Segunda conclusión: tampoco, los distribuidores son los “culpables” de la inflación alimentaria.
Nos hemos olvidado completamente de las manifestaciones en todo el territorio nacional de los agricultores y ganaderos, pidiendo precios “justos” para el campo, antes de la crisis de la covid, a finales del año 2020 y principio del 2021. Como resultado de estas movilizaciones, se modificó la ley de la cadena alimentaria obligando a que el comprador de productos agrario tenga que pagar un precio superior al coste de producción. Esta misma exigencia ha sido expresada por el sector del transporte terrestre.
Independientemente de las (muy lógicas) dudas que puedan generar conceptos como “precios justos” o “cubrir costes de producción” e incluso la propia aplicabilidad de la ley y de su control, esta ley refuerza la posición negociadora de los productores agrarios.
Tercera conclusión: Esta subida de los precios agrarios y alimentarios incorpora un “efecto recuperación” tras largos años de desvalorización.
Los agricultores y ganaderos deben pagar salarios, y ofrecer condiciones de trabajo dignos a sus trabajadores. Deben además producir de una manera cada vez más respetuosa con el medio ambiente y el bienestar animal. Un producto digno ha de tener un precio digno.
Cuarta conclusión: no hay agricultura verde y sostenible socialmente en números rojos.
Al mismo tiempo, esta nueva situación de precios genera grandes dificultades a una parte creciente de la población, que no se ha recuperado todavía plenamente de la crisis del 2008 y/o que ha padecido las consecuencias de la crisis del covid. El aumento de las desigualdades sociales está marginando a una parte de la población y laminando la clase media.
Quinta conclusión: hace falta políticas activas pero selectivas que aborden esta desigualdad. La solidaridad nacional ha de manifestarse apoyando específicamente a los que lo necesitan.

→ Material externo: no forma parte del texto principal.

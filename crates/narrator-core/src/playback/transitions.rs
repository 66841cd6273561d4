use super::state::{PlaybackController, PlaybackStatus};
use crate::speech::{UtteranceId, VoiceParams};
use std::time::Duration;
use tracing::{debug, info, warn};

#[derive(Debug, Clone, PartialEq)]
pub enum PlaybackEvent {
    Start,
    Pause,
    Resume,
    TogglePause,
    Stop,
    Next,
    Previous,
    JumpTo(usize),
    /// The engine accepted a `Speak` and handed back its utterance id.
    UtteranceStarted(UtteranceId),
    UtteranceEnded(UtteranceId),
    /// `utterance` is `None` when the engine refused the text outright.
    UtteranceFailed {
        utterance: Option<UtteranceId>,
        reason: String,
    },
    VoiceParamsChanged(VoiceParams),
    TimerFired(u64),
}

#[derive(Debug, Clone, PartialEq, Eq)]
pub enum PlaybackAction {
    Speak { index: usize },
    CancelUtterance,
    PauseUtterance,
    ResumeUtterance,
    ScheduleSpeak {
        index: usize,
        delay: Duration,
        ticket: u64,
    },
    Highlight { index: usize },
    ClearHighlights,
    /// Position or status changed; refresh displays and persisted progress.
    ProgressChanged,
}

pub fn transition(controller: &mut PlaybackController, event: PlaybackEvent) -> Vec<PlaybackAction> {
    match event {
        PlaybackEvent::Start => on_start(controller),
        PlaybackEvent::Pause => on_pause(controller),
        PlaybackEvent::Resume => on_resume(controller),
        PlaybackEvent::TogglePause => match controller.state.status {
            PlaybackStatus::Reading => on_pause(controller),
            PlaybackStatus::Paused => on_resume(controller),
            PlaybackStatus::Stopped => Vec::new(),
        },
        PlaybackEvent::Stop => on_stop(controller),
        PlaybackEvent::Next => on_step(controller, 1),
        PlaybackEvent::Previous => on_step(controller, -1),
        PlaybackEvent::JumpTo(index) => on_jump(controller, index),
        PlaybackEvent::UtteranceStarted(utterance) => {
            controller.active_utterance = Some(utterance);
            Vec::new()
        }
        PlaybackEvent::UtteranceEnded(utterance) => on_utterance_ended(controller, utterance),
        PlaybackEvent::UtteranceFailed { utterance, reason } => {
            on_utterance_failed(controller, utterance, reason)
        }
        PlaybackEvent::VoiceParamsChanged(params) => on_voice_params_changed(controller, params),
        PlaybackEvent::TimerFired(ticket) => on_timer_fired(controller, ticket),
    }
}

fn speak_current(controller: &mut PlaybackController) -> Vec<PlaybackAction> {
    let index = controller.state.current_index;
    controller.bump_generation();
    controller.halted = false;
    controller.active_utterance = None;
    vec![
        PlaybackAction::CancelUtterance,
        PlaybackAction::Speak { index },
        PlaybackAction::Highlight { index },
        PlaybackAction::ProgressChanged,
    ]
}

fn on_start(controller: &mut PlaybackController) -> Vec<PlaybackAction> {
    if !controller.has_content() {
        info!("No sentences to read; ignoring start");
        return Vec::new();
    }
    match controller.state.status {
        PlaybackStatus::Stopped => {
            if controller.fresh {
                controller.state.current_index = 0;
            }
            controller.fresh = false;
            controller.state.status = PlaybackStatus::Reading;
            info!(
                sentence_idx = controller.state.current_index,
                total = controller.sentence_count,
                "Starting playback"
            );
            speak_current(controller)
        }
        PlaybackStatus::Paused => on_resume(controller),
        PlaybackStatus::Reading if controller.halted => {
            info!(
                sentence_idx = controller.state.current_index,
                "Restarting halted playback"
            );
            speak_current(controller)
        }
        PlaybackStatus::Reading => {
            debug!("Start requested while already reading");
            Vec::new()
        }
    }
}

fn on_pause(controller: &mut PlaybackController) -> Vec<PlaybackAction> {
    if controller.state.status != PlaybackStatus::Reading {
        debug!(status = %controller.state.status, "Pause ignored");
        return Vec::new();
    }
    controller.state.status = PlaybackStatus::Paused;
    // A pending auto-advance must not fire while paused.
    controller.bump_generation();
    info!(sentence_idx = controller.state.current_index, "Paused playback");
    let mut actions = Vec::new();
    if controller.active_utterance.is_some() {
        actions.push(PlaybackAction::PauseUtterance);
    }
    actions.push(PlaybackAction::ProgressChanged);
    actions
}

fn on_resume(controller: &mut PlaybackController) -> Vec<PlaybackAction> {
    if controller.state.status != PlaybackStatus::Paused {
        debug!(status = %controller.state.status, "Resume ignored");
        return Vec::new();
    }
    controller.state.status = PlaybackStatus::Reading;
    info!(sentence_idx = controller.state.current_index, "Resumed playback");
    if controller.active_utterance.is_some() && !controller.halted {
        return vec![
            PlaybackAction::ResumeUtterance,
            PlaybackAction::ProgressChanged,
        ];
    }
    // Nothing suspended in the engine (paused during the gap, moved while
    // paused, or halted by an error): speak the current sentence afresh.
    speak_current(controller)
}

fn on_stop(controller: &mut PlaybackController) -> Vec<PlaybackAction> {
    info!(
        previous = %controller.state.status,
        sentence_idx = controller.state.current_index,
        "Stopping playback"
    );
    controller.state.status = PlaybackStatus::Stopped;
    controller.state.current_index = 0;
    controller.active_utterance = None;
    controller.halted = false;
    controller.bump_generation();
    vec![
        PlaybackAction::CancelUtterance,
        PlaybackAction::ClearHighlights,
        PlaybackAction::ProgressChanged,
    ]
}

fn on_step(controller: &mut PlaybackController, delta: isize) -> Vec<PlaybackAction> {
    if !controller.has_content() {
        return Vec::new();
    }
    let last = controller.sentence_count - 1;
    let current = controller.state.current_index;
    let target = current.saturating_add_signed(delta).min(last);
    if target == current {
        debug!(sentence_idx = current, delta, "Already at document edge");
        return Vec::new();
    }
    move_to(controller, target, false)
}

fn on_jump(controller: &mut PlaybackController, index: usize) -> Vec<PlaybackAction> {
    if index >= controller.sentence_count {
        warn!(
            sentence_idx = index,
            total = controller.sentence_count,
            "Ignoring jump past the last sentence"
        );
        return Vec::new();
    }
    move_to(controller, index, true)
}

/// Reposition; a paused jump resumes reading at the new sentence.
fn move_to(
    controller: &mut PlaybackController,
    index: usize,
    resume_if_paused: bool,
) -> Vec<PlaybackAction> {
    controller.state.current_index = index;
    controller.fresh = false;
    debug!(sentence_idx = index, status = %controller.state.status, "Moved reading position");
    match controller.state.status {
        PlaybackStatus::Reading => speak_current(controller),
        PlaybackStatus::Paused if resume_if_paused => {
            controller.state.status = PlaybackStatus::Reading;
            speak_current(controller)
        }
        PlaybackStatus::Paused => {
            controller.bump_generation();
            controller.active_utterance = None;
            controller.halted = false;
            vec![
                PlaybackAction::CancelUtterance,
                PlaybackAction::Highlight { index },
                PlaybackAction::ProgressChanged,
            ]
        }
        PlaybackStatus::Stopped => vec![
            PlaybackAction::Highlight { index },
            PlaybackAction::ProgressChanged,
        ],
    }
}

fn on_utterance_ended(
    controller: &mut PlaybackController,
    utterance: UtteranceId,
) -> Vec<PlaybackAction> {
    if controller.active_utterance != Some(utterance) {
        debug!(
            utterance = utterance.0,
            active = ?controller.active_utterance.map(|id| id.0),
            "Ignoring stale utterance end"
        );
        return Vec::new();
    }
    controller.active_utterance = None;
    if controller.state.status != PlaybackStatus::Reading || controller.halted {
        return Vec::new();
    }

    let finished = controller.state.current_index;
    if finished + 1 >= controller.sentence_count {
        info!(total = controller.sentence_count, "Finished reading document");
        controller.state.status = PlaybackStatus::Stopped;
        controller.fresh = true;
        controller.bump_generation();
        return vec![
            PlaybackAction::ClearHighlights,
            PlaybackAction::ProgressChanged,
        ];
    }

    let next = finished + 1;
    controller.state.current_index = next;
    let ticket = controller.bump_generation();
    debug!(sentence_idx = next, ticket, "Scheduling auto-advance");
    vec![
        PlaybackAction::Highlight { index: next },
        PlaybackAction::ProgressChanged,
        PlaybackAction::ScheduleSpeak {
            index: next,
            delay: controller.timing.advance_delay,
            ticket,
        },
    ]
}

fn on_utterance_failed(
    controller: &mut PlaybackController,
    utterance: Option<UtteranceId>,
    reason: String,
) -> Vec<PlaybackAction> {
    if let Some(id) = utterance {
        if controller.active_utterance != Some(id) {
            debug!(utterance = id.0, "Ignoring error from stale utterance");
            return Vec::new();
        }
    }
    controller.active_utterance = None;
    controller.halted = true;
    controller.bump_generation();
    warn!(
        sentence_idx = controller.state.current_index,
        status = %controller.state.status,
        "Speech failed; auto-advance halted until next user action: {reason}"
    );
    Vec::new()
}

fn on_voice_params_changed(
    controller: &mut PlaybackController,
    params: VoiceParams,
) -> Vec<PlaybackAction> {
    controller.state.voice_params = params.clamped();
    if controller.state.status != PlaybackStatus::Reading || controller.halted {
        return Vec::new();
    }
    controller.active_utterance = None;
    let ticket = controller.bump_generation();
    let index = controller.state.current_index;
    info!(sentence_idx = index, "Restarting sentence with new voice settings");
    vec![
        PlaybackAction::CancelUtterance,
        PlaybackAction::ScheduleSpeak {
            index,
            delay: controller.timing.restart_delay,
            ticket,
        },
    ]
}

fn on_timer_fired(controller: &mut PlaybackController, ticket: u64) -> Vec<PlaybackAction> {
    if ticket != controller.generation || controller.state.status != PlaybackStatus::Reading {
        debug!(
            ticket,
            current = controller.generation,
            "Ignoring superseded speak timer"
        );
        return Vec::new();
    }
    vec![PlaybackAction::Speak {
        index: controller.state.current_index,
    }]
}
use crate::speech::{UtteranceId, VoiceParams};
use serde::Serialize;
use std::time::Duration;
use ts_rs::TS;

#[derive(Debug, Clone, Copy, PartialEq, Eq, Default, Serialize, TS)]
#[ts(export)]
pub enum PlaybackStatus {
    #[default]
    Stopped,
    Reading,
    Paused,
}

impl std::fmt::Display for PlaybackStatus {
    fn fmt(&self, f: &mut std::fmt::Formatter<'_>) -> std::fmt::Result {
        let label = match self {
            PlaybackStatus::Stopped => "Stopped",
            PlaybackStatus::Reading => "Reading",
            PlaybackStatus::Paused => "Paused",
        };
        write!(f, "{}", label)
    }
}

/// Observable playback state for the loaded document.
#[derive(Debug, Clone, PartialEq, Serialize, TS)]
#[ts(export)]
pub struct PlaybackState {
    pub current_index: usize,
    pub status: PlaybackStatus,
    pub voice_params: VoiceParams,
}

/// Delays applied between utterances.
#[derive(Debug, Clone, Copy, PartialEq, Eq)]
pub struct PlaybackTiming {
    /// Gap between an utterance ending and the next one starting.
    pub advance_delay: Duration,
    /// Gap between cancelling and restarting after a voice change.
    pub restart_delay: Duration,
}

impl Default for PlaybackTiming {
    fn default() -> Self {
        Self {
            advance_delay: Duration::from_millis(500),
            restart_delay: Duration::from_millis(100),
        }
    }
}

/// Owns [`PlaybackState`] plus the bookkeeping needed to reject late engine
/// callbacks and timers. Only [`super::transition`] mutates it.
#[derive(Debug, Clone)]
pub struct PlaybackController {
    pub(super) state: PlaybackState,
    pub(super) sentence_count: usize,
    pub(super) timing: PlaybackTiming,
    /// Set for a newly loaded document and after the last sentence finished.
    pub(super) fresh: bool,
    pub(super) active_utterance: Option<UtteranceId>,
    /// Bumped whenever a scheduled speak must no longer fire.
    pub(super) generation: u64,
    /// Auto-advance is suspended after a speech error.
    pub(super) halted: bool,
}

impl PlaybackController {
    pub fn new(sentence_count: usize, voice_params: VoiceParams, timing: PlaybackTiming) -> Self {
        Self {
            state: PlaybackState {
                current_index: 0,
                status: PlaybackStatus::Stopped,
                voice_params: voice_params.clamped(),
            },
            sentence_count,
            timing,
            fresh: true,
            active_utterance: None,
            generation: 0,
            halted: false,
        }
    }

    /// Fresh state for a newly loaded document; voice settings carry over.
    pub fn reset_for_document(&mut self, sentence_count: usize) {
        self.state.current_index = 0;
        self.state.status = PlaybackStatus::Stopped;
        self.sentence_count = sentence_count;
        self.fresh = true;
        self.active_utterance = None;
        self.generation = self.generation.wrapping_add(1);
        self.halted = false;
    }

    pub fn state(&self) -> &PlaybackState {
        &self.state
    }

    pub fn current_index(&self) -> usize {
        self.state.current_index
    }

    pub fn status(&self) -> PlaybackStatus {
        self.state.status
    }

    pub fn voice_params(&self) -> &VoiceParams {
        &self.state.voice_params
    }

    pub fn sentence_count(&self) -> usize {
        self.sentence_count
    }

    pub fn has_content(&self) -> bool {
        self.sentence_count > 0
    }

    pub fn is_halted(&self) -> bool {
        self.halted
    }

    pub fn active_utterance(&self) -> Option<UtteranceId> {
        self.active_utterance
    }

    pub(super) fn bump_generation(&mut self) -> u64 {
        self.generation = self.generation.wrapping_add(1);
        self.generation
    }
}
//! Page, fragment and sentence model produced from an opened document.

use serde::{Deserialize, Serialize};
use ts_rs::TS;

/// Width estimate per character when the engine reports no width.
pub const FALLBACK_CHAR_WIDTH: f32 = 8.0;
/// Height estimate when the engine reports no height.
pub const FALLBACK_HEIGHT: f32 = 12.0;

/// Rendered page raster handed back by the PDF engine.
pub type Bitmap = image::RgbaImage;

/// A run of extracted text with its position on the page.
///
/// `x`/`y` are the baseline origin in unscaled page space, with Y measured
/// from the bottom edge of the page.
#[derive(Debug, Clone, PartialEq, Serialize, Deserialize, TS)]
#[ts(export)]
pub struct TextFragment {
    pub text: String,
    pub x: f32,
    pub y: f32,
    pub width: f32,
    pub height: f32,
    pub font_size: f32,
    pub source_index: usize,
    pub page_number: usize,
}

impl TextFragment {
    /// Build a fragment, estimating missing or non-positive dimensions.
    #[allow(clippy::too_many_arguments)]
    pub fn new(
        text: impl Into<String>,
        x: f32,
        y: f32,
        width: Option<f32>,
        height: Option<f32>,
        font_size: f32,
        source_index: usize,
        page_number: usize,
    ) -> Self {
        let text = text.into();
        let width = width
            .filter(|w| w.is_finite() && *w > 0.0)
            .unwrap_or_else(|| FALLBACK_CHAR_WIDTH * text.chars().count() as f32);
        let height = height
            .filter(|h| h.is_finite() && *h > 0.0)
            .unwrap_or(FALLBACK_HEIGHT);
        Self {
            text,
            x,
            y,
            width,
            height,
            font_size,
            source_index,
            page_number,
        }
    }
}

/// Pixel dimensions of a page rendered at a particular scale.
#[derive(Debug, Clone, Copy, PartialEq, Eq, Default, Serialize, Deserialize, TS)]
#[ts(export)]
pub struct RenderedSize {
    pub width: u32,
    pub height: u32,
}

impl RenderedSize {
    pub fn from_points(width_pt: f32, height_pt: f32, scale: f32) -> Self {
        Self {
            width: (width_pt * scale).round().max(1.0) as u32,
            height: (height_pt * scale).round().max(1.0) as u32,
        }
    }
}

/// Per-page extraction result; cached for the lifetime of a zoom scale.
#[derive(Debug, Clone, PartialEq)]
pub struct Page {
    /// 1-indexed.
    pub page_number: usize,
    pub fragments: Vec<TextFragment>,
    pub rendered_size: RenderedSize,
}

pub fn page_text(fragments: &[TextFragment]) -> String {
    fragments.iter().map(|fragment| fragment.text.as_str()).collect()
}

/// One entry of the document-wide sentence sequence.
#[derive(Debug, Clone, PartialEq, Eq, Serialize, TS)]
#[ts(export)]
pub struct Sentence {
    pub index: usize,
    pub text: String,
}
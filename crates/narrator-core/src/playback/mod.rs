//! Sentence playback state machine.
//!
//! Every change to [`PlaybackState`] goes through [`transition`], which
//! returns the side effects for the session to carry out. Engine callbacks
//! and timers are matched against the utterance id and generation they were
//! issued under so late arrivals are dropped instead of re-entering.

mod state;
mod transitions;

pub use state::{PlaybackController, PlaybackState, PlaybackStatus, PlaybackTiming};
pub use transitions::{PlaybackAction, PlaybackEvent, transition};

impl PlaybackController {
    pub fn apply(&mut self, event: PlaybackEvent) -> Vec<PlaybackAction> {
        transition(self, event)
    }
}
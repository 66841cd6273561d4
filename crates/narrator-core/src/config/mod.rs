//! Configuration loading for the PDF narrator.
//!
//! All user-tunable settings are centralized here and loaded from
//! `conf/config.toml` if present. Any missing or invalid entries fall back to
//! sensible defaults so the reader can still launch.

mod defaults;
mod io;
mod models;
mod tables;

pub use io::{load_config, parse_config, serialize_config};
pub use models::{AppConfig, HighlightColor, LogLevel, MAX_DELAY_MS};
//! Which view is showing, at what zoom, on which page.
//!
//! Page navigation is asynchronous: a request gets an id, and only the most
//! recent request may land. Anything older is dropped when it completes.

use crate::playback::PlaybackStatus;
use tracing::{debug, info};

#[derive(Debug, Clone, Copy, PartialEq)]
pub struct ZoomLimits {
    pub min: f32,
    pub max: f32,
    pub step: f32,
    /// Smaller adjustments are ignored rather than re-rendering.
    pub min_change: f32,
}

impl Default for ZoomLimits {
    fn default() -> Self {
        Self {
            min: 0.5,
            max: 2.0,
            step: 0.1,
            min_change: 0.05,
        }
    }
}

#[derive(Debug, Clone, Copy, PartialEq, Eq)]
pub struct NavigationRequest {
    pub request_id: u64,
    pub page: usize,
    /// Sentence to highlight once the page is up.
    pub sentence_index: Option<usize>,
}

#[derive(Debug, Clone)]
pub struct ViewCoordinator {
    text_view_active: bool,
    scale: f32,
    limits: ZoomLimits,
    current_page: usize,
    page_count: usize,
    request_id: u64,
    pending: Option<NavigationRequest>,
}

impl ViewCoordinator {
    pub fn new(initial_scale: f32, limits: ZoomLimits, text_view_active: bool) -> Self {
        let scale = if initial_scale.is_finite() {
            initial_scale.clamp(limits.min, limits.max)
        } else {
            limits.min.max(1.0).min(limits.max)
        };
        Self {
            text_view_active,
            scale,
            limits,
            current_page: 1,
            page_count: 0,
            request_id: 0,
            pending: None,
        }
    }

    /// Point at page 1 of a new document and forget in-flight navigation.
    pub fn reset_for_document(&mut self, page_count: usize) {
        self.page_count = page_count;
        self.current_page = 1;
        self.supersede_navigation();
    }

    pub fn text_view_active(&self) -> bool {
        self.text_view_active
    }

    pub fn toggle_text_view(&mut self) -> bool {
        self.text_view_active = !self.text_view_active;
        info!(text_view = self.text_view_active, "Toggled reader view");
        self.text_view_active
    }

    pub fn scale(&self) -> f32 {
        self.scale
    }

    pub fn current_page(&self) -> usize {
        self.current_page
    }

    pub fn page_count(&self) -> usize {
        self.page_count
    }

    pub fn pending_navigation(&self) -> Option<NavigationRequest> {
        self.pending
    }

    pub fn zoom_in(&mut self) -> Option<f32> {
        self.set_zoom(self.scale + self.limits.step)
    }

    pub fn zoom_out(&mut self) -> Option<f32> {
        self.set_zoom(self.scale - self.limits.step)
    }

    /// Apply a clamped zoom; returns the new scale when it actually changed.
    pub fn set_zoom(&mut self, target: f32) -> Option<f32> {
        if !target.is_finite() {
            return None;
        }
        let clamped = target.clamp(self.limits.min, self.limits.max);
        if (clamped - self.scale).abs() <= self.limits.min_change {
            debug!(scale = self.scale, target, "Zoom change too small; ignoring");
            return None;
        }
        // Keep repeated steps from drifting off the 0.1 grid.
        self.scale = (clamped * 100.0).round() / 100.0;
        info!(scale = self.scale, "Zoom changed");
        Some(self.scale)
    }

    /// Ask for `page` (clamped to the document). `None` when already there
    /// with nothing in flight.
    pub fn request_page(
        &mut self,
        page: usize,
        sentence_index: Option<usize>,
    ) -> Option<NavigationRequest> {
        if self.page_count == 0 {
            return None;
        }
        let page = page.clamp(1, self.page_count);
        if page == self.current_page && self.pending.is_none() {
            return None;
        }
        self.request_id = self.request_id.wrapping_add(1);
        let request = NavigationRequest {
            request_id: self.request_id,
            page,
            sentence_index,
        };
        debug!(
            request_id = request.request_id,
            page,
            sentence_idx = ?sentence_index,
            "Requested page navigation"
        );
        self.pending = Some(request);
        Some(request)
    }

    /// Invalidate whatever navigation is in flight.
    pub fn supersede_navigation(&mut self) {
        if let Some(pending) = self.pending.take() {
            debug!(request_id = pending.request_id, "Superseded page navigation");
        }
        self.request_id = self.request_id.wrapping_add(1);
    }

    /// Land a navigation. Returns the request if it is still the latest one.
    pub fn complete_navigation(&mut self, request_id: u64) -> Option<NavigationRequest> {
        match self.pending {
            Some(pending) if pending.request_id == request_id => {
                self.pending = None;
                self.current_page = pending.page;
                Some(pending)
            }
            _ => {
                debug!(
                    request_id,
                    current = self.request_id,
                    "Ignoring stale page navigation"
                );
                None
            }
        }
    }

    /// Whether a view or zoom change should re-paint the current sentence.
    pub fn should_rehighlight(status: PlaybackStatus, current_index: usize) -> bool {
        status != PlaybackStatus::Stopped || current_index > 0
    }
}
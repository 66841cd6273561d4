use super::models::AppConfig;
use super::tables::ConfigTables;
use anyhow::{Context, Result};
use std::fs;
use std::path::Path;
use tracing::{debug, info, warn};

/// Load configuration from disk, falling back to defaults on any failure.
pub fn load_config(path: &Path) -> AppConfig {
    let contents = match fs::read_to_string(path) {
        Ok(data) => {
            info!(path = %path.display(), "Loaded base config");
            data
        }
        Err(err) => {
            warn!(
                path = %path.display(),
                "Falling back to default config: {err}"
            );
            return AppConfig::default();
        }
    };

    match parse_config(&contents) {
        Ok(config) => {
            debug!("Parsed configuration from disk");
            config
        }
        Err(err) => {
            warn!(path = %path.display(), "Invalid config TOML: {err:#}");
            AppConfig::default()
        }
    }
}

pub fn parse_config(contents: &str) -> Result<AppConfig> {
    let tables: ConfigTables =
        toml::from_str(contents).context("failed to parse sectioned config")?;
    Ok(tables.into())
}

pub fn serialize_config(config: &AppConfig) -> Result<String> {
    toml::to_string_pretty(&ConfigTables::from(config)).context("failed to serialize config")
}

Por esto iniciativas como las de un cheque de 200 € para aquellas familias por debajo de un determinado nivel de renta me parecen ir en la buena dirección.
En cambio, subvenciones indiscriminadas como las que se ofrecieron en su momento para la gasolina, son difícilmente éticamente justificables, aunque sean muy oportunas y útiles políticamente. Extender este modelo a productos alimentarios sería a mi juicio un error económico y, lo que es aún más grave, ético.
En vez de inventar un nuevo mecanismo, indiscriminado, con todos los problemas y costes de implementación que ello supone, me parecería mucho más sensato aumentar la cuantía del cheque antes mencionado y/o aumentar la población potencialmente beneficiaria.